Arbitration Act 1996
Section 49 Interest.
• (1) The parties are free to agree on the powers of the tribunal as regards the award of interest.
• (2) Unless otherwise agreed by the parties the following provisions apply.
• (3) The tribunal may award simple or compound interest from such dates, at such rates and with such rests as it
considers meets the justice of the case—
• (a) on the whole or part of any amount awarded by the tribunal, in respect of any period up to the date of the
award;
• (b) on the whole or part of any amount claimed in the arbitration and outstanding at the commencement of the
arbitral proceedings but paid before the award was made, in respect of any period up to the date of payment.
• (4) The tribunal may award simple or compound interest from the date of the award (or any later date) until
payment, at such rates and with such rests as it considers meets the justice of the case, on the outstanding
amount of any award (including any award of interest under subsection (3) and any award as to costs).
• (5) References in this section to an amount awarded by the tribunal include an amount payable in consequence
of a declaratory award by the tribunal.
• (6) The above provisions do not affect any other power of the tribunal to award interest.
Section 50 Extension of time for making award.

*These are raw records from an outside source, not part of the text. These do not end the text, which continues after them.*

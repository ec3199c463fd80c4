//----------------------------------------
// progression mod types
//----------------------------------------
use serde::{Deserialize, Serialize};

use crate::patient::types::DiscontinuationReason;

/// All visit intervals in the source domain are multiples of 14 days, so
/// the engine discretizes time in fortnights.
pub const FORTNIGHT_DAYS: f64 = 14.0;
/// Mean Gregorian month, used to scale per-month hazards to the grid.
pub const DAYS_PER_MONTH: f64 = 30.4375;

#[derive(Debug, Clone, Copy)]
pub struct StepInput {
    /// Whether the external protocol administered a dose this step.
    pub treated: bool,
    /// Real elapsed time; snapped to whole fortnights.
    pub elapsed_days: f64,
}

impl StepInput {
    pub fn fortnight(treated: bool) -> StepInput {
        StepInput {
            treated,
            elapsed_days: FORTNIGHT_DAYS,
        }
    }
}

/// What the engine decided about the patient's lifecycle this step. The
/// engine never applies discontinuation policy itself; it reports the
/// transition for the caller to apply.
#[derive(Debug, Clone, PartialEq)]
pub enum StepDecision {
    Continue,
    Discontinue(DiscontinuationReason),
}

#[derive(Debug, Clone)]
pub struct StepOutcome {
    pub vision: f64,
    pub benefit: f64,
    pub decline: f64,
    pub noise: f64,
    pub catastrophic_impact: f64,
    pub decision: StepDecision,
}

/// Counts of defensive clamps taken during a run. Guard conditions are
/// handled locally rather than raised, but kept countable for post-hoc
/// review.
#[derive(Debug, Clone, Copy, Default, Serialize, Deserialize)]
pub struct DiagnosticCounters {
    pub multiplier_clamped: u64,
    pub resistance_clamped: u64,
    pub ceiling_guard_zeroed: u64,
    pub probability_clamped: u64,
    pub impact_clamped: u64,
    pub vision_clamped_low: u64,
    pub vision_clamped_high: u64,
    pub negative_elapsed_clamped: u64,
}

impl DiagnosticCounters {
    pub fn any(&self) -> bool {
        self.multiplier_clamped
            + self.resistance_clamped
            + self.ceiling_guard_zeroed
            + self.probability_clamped
            + self.impact_clamped
            + self.vision_clamped_low
            + self.vision_clamped_high
            + self.negative_elapsed_clamped
            > 0
    }
}

/// Snaps elapsed real time to the fortnight grid (round to nearest).
/// Negative elapsed time is a guard condition, clamped to zero and counted.
pub fn snap_to_fortnights(elapsed_days: f64, counters: &mut DiagnosticCounters) -> u32 {
    if elapsed_days < 0.0 || !elapsed_days.is_finite() {
        counters.negative_elapsed_clamped += 1;
        return 0;
    }
    (elapsed_days / FORTNIGHT_DAYS).round() as u32
}
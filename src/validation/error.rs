//----------------------------------------
// validation errors
//----------------------------------------
use crate::error::AmdsimErr;
use thiserror::Error;

#[derive(Error, Debug)]
pub enum ValidationDataErr {
    #[error(
        "population ({n_patients}) is smaller than required for stable estimates ({min_required})"
    )]
    InsufficientPopulation {
        n_patients: usize,
        min_required: usize,
    },
}

impl Into<AmdsimErr> for ValidationDataErr {
    fn into(self) -> AmdsimErr {
        AmdsimErr::ValidationData(self)
    }
}
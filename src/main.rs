use std::time::Instant;

use amdsim::cohort_sim::{Enrollment, run_cohort_sim};
use amdsim::config::{
    BaselineCorrelationRule, CatastrophicEventDefinition, ClassDistributions, ProgressionSettings,
    SimulationConfig, TrajectoryClassSpec,
};
use amdsim::distribution::DistributionSpec;
use amdsim::patient::PatientState;
use amdsim::validation::{
    TargetStatistic, ValidationSettings, ValidationTarget, evaluate_population,
};

fn demo_config() -> SimulationConfig {
    let class = |name: &str, proportion: f64, effect_location: f64, decline_location: f64| {
        TrajectoryClassSpec {
            name: String::from(name),
            proportion,
            distributions: ClassDistributions {
                treatment_effect_multiplier: DistributionSpec::Lognormal {
                    location: effect_location,
                    scale: 0.25,
                },
                disease_progression_multiplier: DistributionSpec::Lognormal {
                    location: decline_location,
                    scale: 0.3,
                },
                resistance_rate: DistributionSpec::Beta {
                    alpha: 2.0,
                    beta: 30.0,
                },
                max_vision_offset: DistributionSpec::Normal {
                    mean: 12.0,
                    std: 5.0,
                },
            },
        }
    };
    SimulationConfig {
        seed: 24601,
        vision_ceiling: 85.0,
        vision_floor: 0.0,
        trajectory_classes: vec![
            class("good_responders", 0.25, 0.25, -0.4),
            class("moderate_responders", 0.40, 0.0, 0.0),
            class("poor_responders", 0.35, -0.35, 0.35),
        ],
        baseline_correlation: Some(BaselineCorrelationRule {
            baseline_threshold: 70.0,
            treatment_effect_factor: 1.15,
            progression_factor: 0.85,
        }),
        catastrophic_events: vec![CatastrophicEventDefinition {
            name: String::from("geographic_atrophy"),
            probability_per_month: 0.0025,
            impact: DistributionSpec::Lognormal {
                location: 2.7,
                scale: 0.4,
            },
            permanent: true,
            ceiling_fraction: 1.0,
        }],
        progression: ProgressionSettings {
            base_effect_per_dose: 5.0,
            base_decline_per_fortnight: 0.12,
            measurement_noise_std: 1.5,
            severity_discontinuation_threshold: Some(30.0),
        },
        parameter_pool_size: None,
    }
}

fn main() {
    env_logger::init();

    let config = demo_config();
    let enrollments: Vec<Enrollment> = (0..2000)
        .map(|patient_id| Enrollment {
            patient_id,
            baseline_vision: 40.0 + (patient_id % 36) as f64,
        })
        .collect();

    // Fixed 8-weekly dosing; protocol logic proper lives outside the core
    let eight_weekly = |_state: &PatientState, step: usize| step % 4 == 0;

    let start = Instant::now();
    let result = run_cohort_sim(
        &config,       // config
        &enrollments,  // enrollments
        182,           // n_steps (7 years of fortnights)
        eight_weekly,  // schedule
    )
    .expect("cohort simulation failed");
    println!("2000 patients x 182 fortnights: {:?}", start.elapsed());

    let discontinued = result.patients.iter().filter(|p| !p.is_active()).count();
    println!("discontinued: {discontinued}");
    println!("guard counters: {:?}", result.counters);

    let targets = vec![
        ValidationTarget {
            name: String::from("mean_change_7y"),
            statistic: TargetStatistic::MeanChange,
            expected: -8.6,
            tolerance: 5.0,
        },
        ValidationTarget {
            name: String::from("sd_change_7y"),
            statistic: TargetStatistic::SdChange,
            expected: 30.0,
            tolerance: 20.0,
        },
        ValidationTarget {
            name: String::from("proportion_above_70"),
            statistic: TargetStatistic::ProportionAbove { threshold: 70.0 },
            expected: 0.2,
            tolerance: 0.15,
        },
    ];
    let report = evaluate_population(
        &result.patients,
        &targets,
        &ValidationSettings {
            endpoint_fortnight: 182,
            early_fortnight: 52,
            min_population: 1000,
            fail_on_insufficient: false,
        },
    )
    .expect("validation failed");
    println!("validation report: {:#?}", report);
}
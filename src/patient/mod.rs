//----------------------------------------
// patient mod
//----------------------------------------
pub mod types;

pub use types::{
    CatastrophicEventRecord, DiscontinuationReason, PatientCharacteristics, PatientState,
    PatientStatus, VisitRecord, VisitRow,
};
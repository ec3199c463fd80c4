//----------------------------------------
// progression mod
//----------------------------------------
pub mod engine;
pub mod error;
pub mod types;

pub use engine::DiseaseProgressionEngine;
pub use types::{DiagnosticCounters, StepDecision, StepInput, StepOutcome};
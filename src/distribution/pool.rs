use rand::Rng;

use crate::distribution::sample::Sampler;

/// A fixed pool of pre-generated draws, indexed with wraparound. Lets the
/// parameter generator hand out draws at enrollment time without touching a
/// distribution, which matters when enrolling tens of thousands of patients.
#[derive(Debug, Clone)]
pub struct SamplePool {
    samples: Vec<f64>,
}

impl SamplePool {
    pub fn generate<R: Rng + ?Sized>(sampler: &Sampler, rng: &mut R, size: usize) -> SamplePool {
        SamplePool {
            samples: (0..size).map(|_| sampler.sample(rng)).collect(),
        }
    }

    pub fn get(&self, index: u64) -> f64 {
        self.samples[(index % self.samples.len() as u64) as usize]
    }

    pub fn len(&self) -> usize {
        self.samples.len()
    }

    pub fn is_empty(&self) -> bool {
        self.samples.is_empty()
    }
}

#[cfg(test)]
mod tests {
    use super::*;
    use crate::distribution::types::DistributionSpec;
    use rand::SeedableRng;
    use rand_chacha::ChaCha8Rng;

    #[test]
    fn pool_wraps_index() {
        let sampler = Sampler::new(&DistributionSpec::Normal {
            mean: 0.0,
            std: 1.0,
        })
        .expect("failed to build sampler");
        let mut rng = ChaCha8Rng::seed_from_u64(99);
        let pool = SamplePool::generate(&sampler, &mut rng, 16);
        assert_eq!(pool.len(), 16);
        assert_eq!(pool.get(3), pool.get(19));
        assert_eq!(pool.get(0), pool.get(16));
    }

    #[test]
    fn same_seed_same_pool() {
        let sampler = Sampler::new(&DistributionSpec::Uniform { min: 0.0, max: 1.0 })
            .expect("failed to build sampler");
        let mut rng_a = ChaCha8Rng::seed_from_u64(24601);
        let mut rng_b = ChaCha8Rng::seed_from_u64(24601);
        let pool_a = SamplePool::generate(&sampler, &mut rng_a, 64);
        let pool_b = SamplePool::generate(&sampler, &mut rng_b, 64);
        for i in 0..64 {
            assert_eq!(pool_a.get(i), pool_b.get(i));
        }
    }
}
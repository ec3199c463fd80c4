//----------------------------------------
// config mod types
//----------------------------------------
use serde::{Deserialize, Serialize};

use crate::distribution::types::DistributionSpec;

/// Full simulation configuration, deserialized by an external loader. The
/// core never reads files; it validates this structure eagerly and fails
/// fast rather than defaulting any field.
#[derive(Debug, Clone, Serialize, Deserialize)]
pub struct SimulationConfig {
    pub seed: u64,
    /// Global vision ceiling in ETDRS letters (85 in the source domain).
    pub vision_ceiling: f64,
    pub vision_floor: f64,
    pub trajectory_classes: Vec<TrajectoryClassSpec>,
    pub baseline_correlation: Option<BaselineCorrelationRule>,
    pub catastrophic_events: Vec<CatastrophicEventDefinition>,
    pub progression: ProgressionSettings,
    /// When set, parameter draws come from fixed pre-sampled pools indexed
    /// by patient id instead of per-patient streams.
    pub parameter_pool_size: Option<usize>,
}

/// A latent responder class with its population proportion and per-parameter
/// sampling distributions. Immutable once loaded.
#[derive(Debug, Clone, Serialize, Deserialize)]
pub struct TrajectoryClassSpec {
    pub name: String,
    pub proportion: f64,
    pub distributions: ClassDistributions,
}

#[derive(Debug, Clone, Serialize, Deserialize)]
pub struct ClassDistributions {
    pub treatment_effect_multiplier: DistributionSpec,
    pub disease_progression_multiplier: DistributionSpec,
    pub resistance_rate: DistributionSpec,
    /// Offset above baseline vision; the achievable ceiling is
    /// min(global ceiling, baseline + offset).
    pub max_vision_offset: DistributionSpec,
}

impl ClassDistributions {
    /// Fixed parameter order; also the draw order at enrollment.
    pub fn iter_named(&self) -> [(&'static str, &DistributionSpec); 4] {
        [
            ("treatment_effect_multiplier", &self.treatment_effect_multiplier),
            (
                "disease_progression_multiplier",
                &self.disease_progression_multiplier,
            ),
            ("resistance_rate", &self.resistance_rate),
            ("max_vision_offset", &self.max_vision_offset),
        ]
    }
}

/// Deterministic baseline-vision adjustment: patients above the threshold
/// respond better and progress slower. Applied exactly once per patient.
#[derive(Debug, Clone, Copy, Serialize, Deserialize)]
pub struct BaselineCorrelationRule {
    pub baseline_threshold: f64,
    /// Multiplies the treatment-effect multiplier; must be >= 1.
    pub treatment_effect_factor: f64,
    /// Multiplies the progression multiplier; must be in (0, 1].
    pub progression_factor: f64,
}

/// A rare large vision loss (e.g. geographic atrophy). Impact magnitudes are
/// letters lost, drawn as positive values.
#[derive(Debug, Clone, Serialize, Deserialize)]
pub struct CatastrophicEventDefinition {
    pub name: String,
    pub probability_per_month: f64,
    pub impact: DistributionSpec,
    /// Permanent events fire at most once per patient and reduce the
    /// achievable ceiling; transient events may recur.
    pub permanent: bool,
    /// Fraction of the impact magnitude applied to the ceiling when the
    /// event is permanent.
    pub ceiling_fraction: f64,
}

#[derive(Debug, Clone, Copy, Serialize, Deserialize)]
pub struct ProgressionSettings {
    /// Letters gained per administered dose before multipliers and ceiling.
    pub base_effect_per_dose: f64,
    /// Letters lost per fortnight before multipliers.
    pub base_decline_per_fortnight: f64,
    /// Standard deviation of zero-mean per-visit noise; 0 disables it.
    pub measurement_noise_std: f64,
    /// Single-event magnitude at or above which the engine flags the
    /// patient for discontinuation.
    pub severity_discontinuation_threshold: Option<f64>,
}
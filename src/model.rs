//----------------------------------------
// Compiled simulation model
//----------------------------------------
use crate::config::types::SimulationConfig;
use crate::error::AmdsimErr;
use crate::parameters::ParameterGenerator;
use crate::progression::DiseaseProgressionEngine;
use crate::trajectory::TrajectoryClassifier;

/// A validated configuration compiled into its working parts: classifier,
/// parameter generator, and progression engine. Shared read-only across all
/// patients in a run.
pub struct SimulationModel {
    pub classifier: TrajectoryClassifier,
    pub generator: ParameterGenerator,
    pub engine: DiseaseProgressionEngine,
}

impl SimulationModel {
    pub fn new(config: &SimulationConfig) -> Result<SimulationModel, AmdsimErr> {
        config.validate()?;
        Ok(SimulationModel {
            classifier: TrajectoryClassifier::new(&config.trajectory_classes)?,
            generator: ParameterGenerator::new(config)?,
            engine: DiseaseProgressionEngine::new(config)?,
        })
    }
}
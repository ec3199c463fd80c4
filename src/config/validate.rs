use crate::config::error::ConfigErr;
use crate::config::types::SimulationConfig;
use crate::distribution::Sampler;
use crate::error::AmdsimErr;
use crate::trajectory::classifier::TrajectoryClassifier;

impl SimulationConfig {
    /// Checks the whole configuration before any patient exists. Every
    /// problem is an error; nothing is defaulted or silently repaired.
    pub fn validate(&self) -> Result<(), AmdsimErr> {
        //----------------------------------------
        // Vision bounds
        if !self.vision_floor.is_finite()
            || !self.vision_ceiling.is_finite()
            || self.vision_floor >= self.vision_ceiling
        {
            return Err(ConfigErr::BadVisionBounds {
                floor: self.vision_floor,
                ceiling: self.vision_ceiling,
            }
            .into());
        }

        //----------------------------------------
        // Trajectory classes: proportions + distributions
        TrajectoryClassifier::new(&self.trajectory_classes)?;
        for class in &self.trajectory_classes {
            for (parameter, spec) in class.distributions.iter_named() {
                Sampler::new(spec).map_err(|e| wrap_distribution_err(e, &class.name, parameter))?;
            }
        }

        //----------------------------------------
        // Baseline correlation rule
        if let Some(rule) = &self.baseline_correlation {
            let factors_valid = rule.treatment_effect_factor.is_finite()
                && rule.progression_factor.is_finite()
                && rule.treatment_effect_factor >= 1.0
                && rule.progression_factor > 0.0
                && rule.progression_factor <= 1.0;
            if !factors_valid {
                return Err(ConfigErr::BadCorrelationFactors {
                    treatment_effect_factor: rule.treatment_effect_factor,
                    progression_factor: rule.progression_factor,
                }
                .into());
            }
        }

        //----------------------------------------
        // Catastrophic events
        for event in &self.catastrophic_events {
            if !event.probability_per_month.is_finite()
                || !(0.0..=1.0).contains(&event.probability_per_month)
            {
                return Err(ConfigErr::BadEventProbability {
                    event: event.name.clone(),
                    probability: event.probability_per_month,
                }
                .into());
            }
            if !event.ceiling_fraction.is_finite() || !(0.0..=1.0).contains(&event.ceiling_fraction)
            {
                return Err(ConfigErr::BadCeilingFraction {
                    event: event.name.clone(),
                    fraction: event.ceiling_fraction,
                }
                .into());
            }
            Sampler::new(&event.impact)
                .map_err(|e| wrap_distribution_err(e, &event.name, "impact"))?;
        }

        //----------------------------------------
        // Progression settings
        let p = &self.progression;
        if !p.measurement_noise_std.is_finite() || p.measurement_noise_std < 0.0 {
            return Err(ConfigErr::BadNoiseStd(p.measurement_noise_std).into());
        }
        if !p.base_effect_per_dose.is_finite() || p.base_effect_per_dose < 0.0 {
            return Err(ConfigErr::BadProgressionRate {
                name: "base_effect_per_dose",
                value: p.base_effect_per_dose,
            }
            .into());
        }
        if !p.base_decline_per_fortnight.is_finite() || p.base_decline_per_fortnight < 0.0 {
            return Err(ConfigErr::BadProgressionRate {
                name: "base_decline_per_fortnight",
                value: p.base_decline_per_fortnight,
            }
            .into());
        }
        if let Some(threshold) = p.severity_discontinuation_threshold
            && !(threshold.is_finite() && threshold > 0.0)
        {
            return Err(ConfigErr::BadSeverityThreshold(threshold).into());
        }

        if self.parameter_pool_size == Some(0) {
            return Err(ConfigErr::BadPoolSize.into());
        }

        Ok(())
    }
}

fn wrap_distribution_err(err: AmdsimErr, owner: &str, parameter: &str) -> AmdsimErr {
    match err {
        AmdsimErr::Distribution(source) => ConfigErr::BadDistribution {
            context: format!("{owner} / {parameter}"),
            source,
        }
        .into(),
        other => other,
    }
}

• (1) Where the time for making an award is limited by or in pursuance of the arbitration agreement, then, unless
otherwise agreed by the parties, the court may in accordance with the following provisions by order extend that
time.
• (2) An application for an order under this section may be made—
• (a)by the tribunal (upon notice to the parties), or
• (b)by any party to the proceedings (upon notice to the tribunal and the other parties),
• but only after exhausting any available arbitral process for obtaining an extension of time.
• (3) The court shall only make an order if satisfied that a substantial injustice would otherwise be done.
• (4) The court may extend the time for such period and on such terms as it thinks fit, and may do so whether or not
the time previously fixed (by or under the agreement or by a previous order) has expired.
• (5) The leave of the court is required for any appeal from a decision of the court under this section.
Arbitration Clauses ICC
• Arbitration
• “All disputes arising out of or in connection with the present contract shall be finally
settled under the Rules of Arbitration of the International Chamber of Commerce by
one or more arbitrators appointed in accordance with the said Rules.”
• If the parties do not want the Emergency Arbitrator Provisions of the 2012 Rules (
see the page explaining the Emergency Arbitrators Provisions) to apply, they
must expressly opt out by using the following arbitration clause:
• Arbitration without emergency arbitrator
• “All disputes arising out of or in connection with the present contract shall be finally
settled under the Rules of Arbitration of the International Chamber of Commerce by
one or more arbitrators appointed in accordance with the said Rules. The Emergency
Arbitrator Provisions shall not apply.”
ICC Arbitration Clauses
• The parties may also wish to stipulate in the
arbitration clause:
• the law governing the contract;
• the number of arbitrators;

• the place of arbitration; and/or


• the language of the arbitration.
ICC Arbitration Clauses
• Ensure that the arbitration agreement is in writing and carefully and clearly drafted.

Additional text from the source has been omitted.